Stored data
☆ ☆ ☆ ☆ ☆ ☆ ☆
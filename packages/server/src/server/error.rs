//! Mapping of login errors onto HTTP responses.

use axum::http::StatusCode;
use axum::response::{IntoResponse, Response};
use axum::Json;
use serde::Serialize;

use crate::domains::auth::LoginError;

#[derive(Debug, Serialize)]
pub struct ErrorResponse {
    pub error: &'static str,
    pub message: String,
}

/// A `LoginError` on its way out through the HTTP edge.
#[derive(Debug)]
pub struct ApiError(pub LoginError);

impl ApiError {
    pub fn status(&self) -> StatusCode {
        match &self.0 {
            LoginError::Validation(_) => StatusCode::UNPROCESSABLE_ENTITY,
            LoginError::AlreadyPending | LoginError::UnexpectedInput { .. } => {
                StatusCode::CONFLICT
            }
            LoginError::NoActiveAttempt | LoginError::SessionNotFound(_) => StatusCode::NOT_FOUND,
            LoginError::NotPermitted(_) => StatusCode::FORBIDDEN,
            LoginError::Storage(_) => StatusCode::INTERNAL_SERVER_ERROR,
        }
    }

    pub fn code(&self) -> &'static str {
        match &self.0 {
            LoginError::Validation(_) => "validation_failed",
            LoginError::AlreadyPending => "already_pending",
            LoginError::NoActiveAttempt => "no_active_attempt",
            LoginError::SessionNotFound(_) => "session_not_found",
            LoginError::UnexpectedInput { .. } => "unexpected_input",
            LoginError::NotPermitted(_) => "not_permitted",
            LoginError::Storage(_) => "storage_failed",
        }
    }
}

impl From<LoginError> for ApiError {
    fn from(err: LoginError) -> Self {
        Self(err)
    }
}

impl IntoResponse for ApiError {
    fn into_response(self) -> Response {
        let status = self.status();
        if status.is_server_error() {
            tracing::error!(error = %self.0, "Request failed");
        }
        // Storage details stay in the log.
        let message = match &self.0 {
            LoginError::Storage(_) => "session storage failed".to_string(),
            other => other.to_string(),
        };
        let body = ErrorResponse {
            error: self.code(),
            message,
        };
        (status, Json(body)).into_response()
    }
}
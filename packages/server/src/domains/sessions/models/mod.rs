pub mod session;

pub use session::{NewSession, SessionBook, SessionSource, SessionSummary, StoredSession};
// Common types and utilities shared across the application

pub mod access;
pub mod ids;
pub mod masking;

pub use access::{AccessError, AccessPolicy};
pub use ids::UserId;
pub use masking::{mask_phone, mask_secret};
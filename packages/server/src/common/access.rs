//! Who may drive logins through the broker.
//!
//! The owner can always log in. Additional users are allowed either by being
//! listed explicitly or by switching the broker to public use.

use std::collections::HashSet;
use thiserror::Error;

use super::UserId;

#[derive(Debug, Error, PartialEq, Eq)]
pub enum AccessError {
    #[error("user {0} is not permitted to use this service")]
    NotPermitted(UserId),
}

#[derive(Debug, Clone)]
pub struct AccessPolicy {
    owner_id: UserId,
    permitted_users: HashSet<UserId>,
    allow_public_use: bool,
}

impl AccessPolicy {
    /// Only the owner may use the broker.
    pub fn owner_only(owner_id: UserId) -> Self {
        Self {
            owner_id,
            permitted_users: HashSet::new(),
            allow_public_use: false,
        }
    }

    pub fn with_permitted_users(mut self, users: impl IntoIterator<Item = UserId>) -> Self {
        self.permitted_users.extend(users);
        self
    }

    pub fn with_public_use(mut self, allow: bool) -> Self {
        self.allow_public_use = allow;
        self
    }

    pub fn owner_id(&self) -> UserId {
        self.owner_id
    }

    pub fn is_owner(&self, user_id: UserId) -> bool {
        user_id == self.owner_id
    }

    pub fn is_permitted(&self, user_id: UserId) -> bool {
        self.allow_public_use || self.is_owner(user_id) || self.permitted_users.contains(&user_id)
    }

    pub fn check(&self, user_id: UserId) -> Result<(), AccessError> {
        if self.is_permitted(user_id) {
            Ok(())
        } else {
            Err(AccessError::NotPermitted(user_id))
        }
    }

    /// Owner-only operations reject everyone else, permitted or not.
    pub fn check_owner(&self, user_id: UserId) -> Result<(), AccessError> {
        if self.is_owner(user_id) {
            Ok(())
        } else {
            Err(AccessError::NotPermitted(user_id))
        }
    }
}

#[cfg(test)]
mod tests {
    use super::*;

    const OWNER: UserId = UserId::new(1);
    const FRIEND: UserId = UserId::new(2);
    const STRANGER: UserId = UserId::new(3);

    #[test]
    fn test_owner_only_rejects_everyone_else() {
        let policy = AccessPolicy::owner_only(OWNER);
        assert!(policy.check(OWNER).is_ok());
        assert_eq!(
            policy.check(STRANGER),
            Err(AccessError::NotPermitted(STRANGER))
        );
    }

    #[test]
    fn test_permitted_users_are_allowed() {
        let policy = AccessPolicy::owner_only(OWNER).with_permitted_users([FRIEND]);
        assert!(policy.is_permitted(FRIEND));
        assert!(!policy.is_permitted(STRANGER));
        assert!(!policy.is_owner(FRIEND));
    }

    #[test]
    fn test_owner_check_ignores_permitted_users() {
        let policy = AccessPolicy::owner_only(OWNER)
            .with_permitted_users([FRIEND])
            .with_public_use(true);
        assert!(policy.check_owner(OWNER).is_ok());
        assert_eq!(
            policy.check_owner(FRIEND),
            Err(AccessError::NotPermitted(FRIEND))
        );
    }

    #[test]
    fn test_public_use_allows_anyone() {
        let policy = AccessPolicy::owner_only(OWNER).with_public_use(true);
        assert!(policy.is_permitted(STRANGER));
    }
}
☆ ☆ ☆ ☆ ☆ ☆ ☆
**Work instructions:** Set the data down once more, exactly as it stands.

**Solution to the problem:**
filename packages/server/src/server/error.rs
//! Mapping of login errors onto HTTP responses.

use axum::http::StatusCode;
use axum::response::{IntoResponse, Response};
use axum::Json;
use serde::Serialize;

use crate::domains::auth::LoginError;

#[derive(Debug, Serialize)]
pub struct ErrorResponse {
    pub error: &'static str,
    pub message: String,
}

/// A `LoginError` on its way out through the HTTP edge.
#[derive(Debug)]
pub struct ApiError(pub LoginError);

impl ApiError {
    pub fn status(&self) -> StatusCode {
        match &self.0 {
            LoginError::Validation(_) => StatusCode::UNPROCESSABLE_ENTITY,
            LoginError::AlreadyPending | LoginError::UnexpectedInput { .. } => {
                StatusCode::CONFLICT
            }
            LoginError::NoActiveAttempt | LoginError::SessionNotFound(_) => StatusCode::NOT_FOUND,
            LoginError::NotPermitted(_) => StatusCode::FORBIDDEN,
            LoginError::Storage(_) => StatusCode::INTERNAL_SERVER_ERROR,
        }
    }

    pub fn code(&self) -> &'static str {
        match &self.0 {
            LoginError::Validation(_) => "validation_failed",
            LoginError::AlreadyPending => "already_pending",
            LoginError::NoActiveAttempt => "no_active_attempt",
            LoginError::SessionNotFound(_) => "session_not_found",
            LoginError::UnexpectedInput { .. } => "unexpected_input",
            LoginError::NotPermitted(_) => "not_permitted",
            LoginError::Storage(_) => "storage_failed",
        }
    }
}

impl From<LoginError> for ApiError {
    fn from(err: LoginError) -> Self {
        Self(err)
    }
}

impl IntoResponse for ApiError {
    fn into_response(self) -> Response {
        let status = self.status();
        if status.is_server_error() {
            tracing::error!(error = %self.0, "Request failed");
        }
        // Storage details stay in the log.
        let message = match &self.0 {
            LoginError::Storage(_) => "session storage failed".to_string(),
            other => other.to_string(),
        };
        let body = ErrorResponse {
            error: self.code(),
            message,
        };
        (status, Json(body)).into_response()
    }
}
filename packages/server/src/domains/sessions/models/mod.rs
pub mod session;

pub use session::{NewSession, SessionBook, SessionSource, SessionSummary, StoredSession};
// Common types and utilities shared across the application

pub mod access;
pub mod ids;
pub mod masking;

pub use access::{AccessError, AccessPolicy};
pub use ids::UserId;
pub use masking::{mask_phone, mask_secret};
filename packages/server/src/common/access.rs
//! Who may drive logins through the broker.
//!
//! The owner can always log in. Additional users are allowed either by being
//! listed explicitly or by switching the broker to public use.

use std::collections::HashSet;
use thiserror::Error;

use super::UserId;

#[derive(Debug, Error, PartialEq, Eq)]
pub enum AccessError {
    #[error("user {0} is not permitted to use this service")]
    NotPermitted(UserId),
}

#[derive(Debug, Clone)]
pub struct AccessPolicy {
    owner_id: UserId,
    permitted_users: HashSet<UserId>,
    allow_public_use: bool,
}

impl AccessPolicy {
    /// Only the owner may use the broker.
    pub fn owner_only(owner_id: UserId) -> Self {
        Self {
            owner_id,
            permitted_users: HashSet::new(),
            allow_public_use: false,
        }
    }

    pub fn with_permitted_users(mut self, users: impl IntoIterator<Item = UserId>) -> Self {
        self.permitted_users.extend(users);
        self
    }

    pub fn with_public_use(mut self, allow: bool) -> Self {
        self.allow_public_use = allow;
        self
    }

    pub fn owner_id(&self) -> UserId {
        self.owner_id
    }

    pub fn is_owner(&self, user_id: UserId) -> bool {
        user_id == self.owner_id
    }

    pub fn is_permitted(&self, user_id: UserId) -> bool {
        self.allow_public_use || self.is_owner(user_id) || self.permitted_users.contains(&user_id)
    }

    pub fn check(&self, user_id: UserId) -> Result<(), AccessError> {
        if self.is_permitted(user_id) {
            Ok(())
        } else {
            Err(AccessError::NotPermitted(user_id))
        }
    }

    /// Owner-only operations reject everyone else, permitted or not.
    pub fn check_owner(&self, user_id: UserId) -> Result<(), AccessError> {
        if self.is_owner(user_id) {
            Ok(())
        } else {
            Err(AccessError::NotPermitted(user_id))
        }
    }
}

#[cfg(test)]
mod tests {
    use super::*;

    const OWNER: UserId = UserId::new(1);
    const FRIEND: UserId = UserId::new(2);
    const STRANGER: UserId = UserId::new(3);

    #[test]
    fn test_owner_only_rejects_everyone_else() {
        let policy = AccessPolicy::owner_only(OWNER);
        assert!(policy.check(OWNER).is_ok());
        assert_eq!(
            policy.check(STRANGER),
            Err(AccessError::NotPermitted(STRANGER))
        );
    }

    #[test]
    fn test_permitted_users_are_allowed() {
        let policy = AccessPolicy::owner_only(OWNER).with_permitted_users([FRIEND]);
        assert!(policy.is_permitted(FRIEND));
        assert!(!policy.is_permitted(STRANGER));
        assert!(!policy.is_owner(FRIEND));
    }

    #[test]
    fn test_owner_check_ignores_permitted_users() {
        let policy = AccessPolicy::owner_only(OWNER)
            .with_permitted_users([FRIEND])
            .with_public_use(true);
        assert!(policy.check_owner(OWNER).is_ok());
        assert_eq!(
            policy.check_owner(FRIEND),
            Err(AccessError::NotPermitted(FRIEND))
        );
    }

    #[test]
    fn test_public_use_allows_anyone() {
        let policy = AccessPolicy::owner_only(OWNER).with_public_use(true);
        assert!(policy.is_permitted(STRANGER));
    }
}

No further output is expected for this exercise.